*** Opening Data provided ***

//! Lookup Engine - dispatch with guaranteed fallback
//!
//! `execute` never fails. Integrated tools get one live attempt; any failure
//! on that path, including a missing credential, lands in the simulator.

use std::sync::Arc;
use std::time::Duration;

use futures::stream::{self, StreamExt};

use crate::config::Config;
use crate::credentials::{CredentialSource, EnvCredentials};
use crate::error::{OsintError, Result};
use crate::lookup::LookupResult;
use crate::provider::{DispatchFailure, HttpTransport, ProviderDispatch, ReqwestTransport};
use crate::registry::Registry;
use crate::simulator::Simulator;

const DEFAULT_BATCH_CONCURRENCY: usize = 4;

/// Orchestrates registry, provider dispatch and simulator
#[derive(Debug)]
pub struct LookupEngine {
    registry: Arc<Registry>,
    dispatch: ProviderDispatch,
    simulator: Simulator,
    deadline: Option<Duration>,
    batch_concurrency: usize,
}

impl LookupEngine {
    /// Assemble an engine after checking the wiring against the registry
    pub fn new(registry: Arc<Registry>, dispatch: ProviderDispatch, simulator: Simulator) -> Result<Self> {
        let engine = Self {
            registry,
            dispatch,
            simulator,
            deadline: None,
            batch_concurrency: DEFAULT_BATCH_CONCURRENCY,
        };
        engine.check_completeness()?;
        Ok(engine)
    }

    /// Builtin registry and rules, live providers over the network, credentials from the environment
    pub fn from_config(config: &Config) -> Result<Self> {
        let transport =
            ReqwestTransport::new().map_err(|e| OsintError::Config(format!("HTTP transport unavailable: {}", e)))?;
        Self::with_parts(config, Arc::new(transport), Arc::new(EnvCredentials))
    }

    /// Builtin registry and rules over a caller-chosen transport and credential source
    pub fn with_parts(
        config: &Config,
        transport: Arc<dyn HttpTransport>,
        credentials: Arc<dyn CredentialSource>,
    ) -> Result<Self> {
        let dispatch = ProviderDispatch::standard(&config.providers, transport, credentials);
        let engine = Self::new(Arc::new(Registry::builtin().clone()), dispatch, Simulator::new())?
            .with_batch_concurrency(config.lookup.batch_concurrency);
        Ok(match config.lookup.deadline() {
            Some(deadline) => engine.with_deadline(deadline),
            None => engine,
        })
    }

    /// Cap every live request at `deadline`
    pub fn with_deadline(mut self, deadline: Duration) -> Self {
        self.deadline = Some(deadline);
        self
    }

    pub fn with_batch_concurrency(mut self, concurrency: usize) -> Self {
        self.batch_concurrency = concurrency.max(1);
        self
    }

    pub fn registry(&self) -> &Registry {
        &self.registry
    }

    pub fn dispatch(&self) -> &ProviderDispatch {
        &self.dispatch
    }

    pub fn simulator(&self) -> &Simulator {
        &self.simulator
    }

    pub fn deadline(&self) -> Option<Duration> {
        self.deadline
    }

    /// Run one lookup. Total: always returns a result.
    pub async fn execute(&self, tool_id: &str, query: &str) -> LookupResult {
        if self.dispatch.is_integrated(tool_id) {
            match self.dispatch.try_real(tool_id, query, self.deadline).await {
                Ok(result) => {
                    tracing::info!(tool = tool_id, provenance = "real", "Lookup served by provider");
                    return result;
                }
                Err(failure) => self.log_fallback(tool_id, &failure),
            }
        }
        self.simulator.simulate(tool_id, query)
    }

    /// Run one lookup after checking the tool belongs to the category
    pub async fn execute_in(&self, category_id: &str, tool_id: &str, query: &str) -> Result<LookupResult> {
        self.registry.lookup(category_id, tool_id)?;
        Ok(self.execute(tool_id, query).await)
    }

    /// Independent lookups for many queries, results in input order
    pub async fn execute_batch<S: AsRef<str>>(&self, tool_id: &str, queries: &[S]) -> Vec<LookupResult> {
        stream::iter(queries.iter().map(|query| self.execute(tool_id, query.as_ref())))
            .buffered(self.batch_concurrency)
            .collect()
            .await
    }

    /// Registry tools that only have the default template
    pub fn completeness_gaps(&self) -> Vec<&str> {
        self.registry
            .tools()
            .map(|tool| tool.id.as_str())
            .filter(|id| !self.simulator.has_rule(id) && !self.dispatch.is_integrated(id))
            .collect()
    }

    fn check_completeness(&self) -> Result<()> {
        for tool_id in self.dispatch.integrated_tools() {
            let Some(tool) = self.registry.find(tool_id) else {
                return Err(OsintError::Config(format!(
                    "Provider registered for unknown tool '{}'",
                    tool_id
                )));
            };
            let credential = self.dispatch.credential_for(tool_id);
            if tool.credential.as_deref() != credential {
                return Err(OsintError::Config(format!(
                    "Tool '{}' declares credential {:?} but its provider uses {:?}",
                    tool_id, tool.credential, credential
                )));
            }
        }

        for tool_id in self.simulator.rule_ids() {
            if !self.registry.contains(tool_id) {
                return Err(OsintError::Config(format!(
                    "Simulation rule registered for unknown tool '{}'",
                    tool_id
                )));
            }
        }

        for gap in self.completeness_gaps() {
            log::warn!("Tool '{}' has no provider or rule; lookups use the default template", gap);
        }
        Ok(())
    }

    fn log_fallback(&self, tool_id: &str, failure: &DispatchFailure) {
        if failure.is_advisory() {
            tracing::info!(
                tool = tool_id,
                reason = failure.kind(),
                "{}; using simulated data",
                failure
            );
        } else {
            tracing::warn!(
                tool = tool_id,
                reason = failure.kind(),
                "Live lookup failed: {}; falling back to simulated data",
                failure
            );
        }
    }
}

*** Closing Data provided ***

Exercise objective:
Write out a verbatim copy of the data, beginning with its first line and ending with the line that contains "use crate::config::Config;".

Response to this task:
//! Lookup Engine - dispatch with guaranteed fallback
//!
//! `execute` never fails. Integrated tools get one live attempt; any failure
//! on that path, including a missing credential, lands in the simulator.

use std::sync::Arc;
use std::time::Duration;

use futures::stream::{self, StreamExt};

use crate::config::Config;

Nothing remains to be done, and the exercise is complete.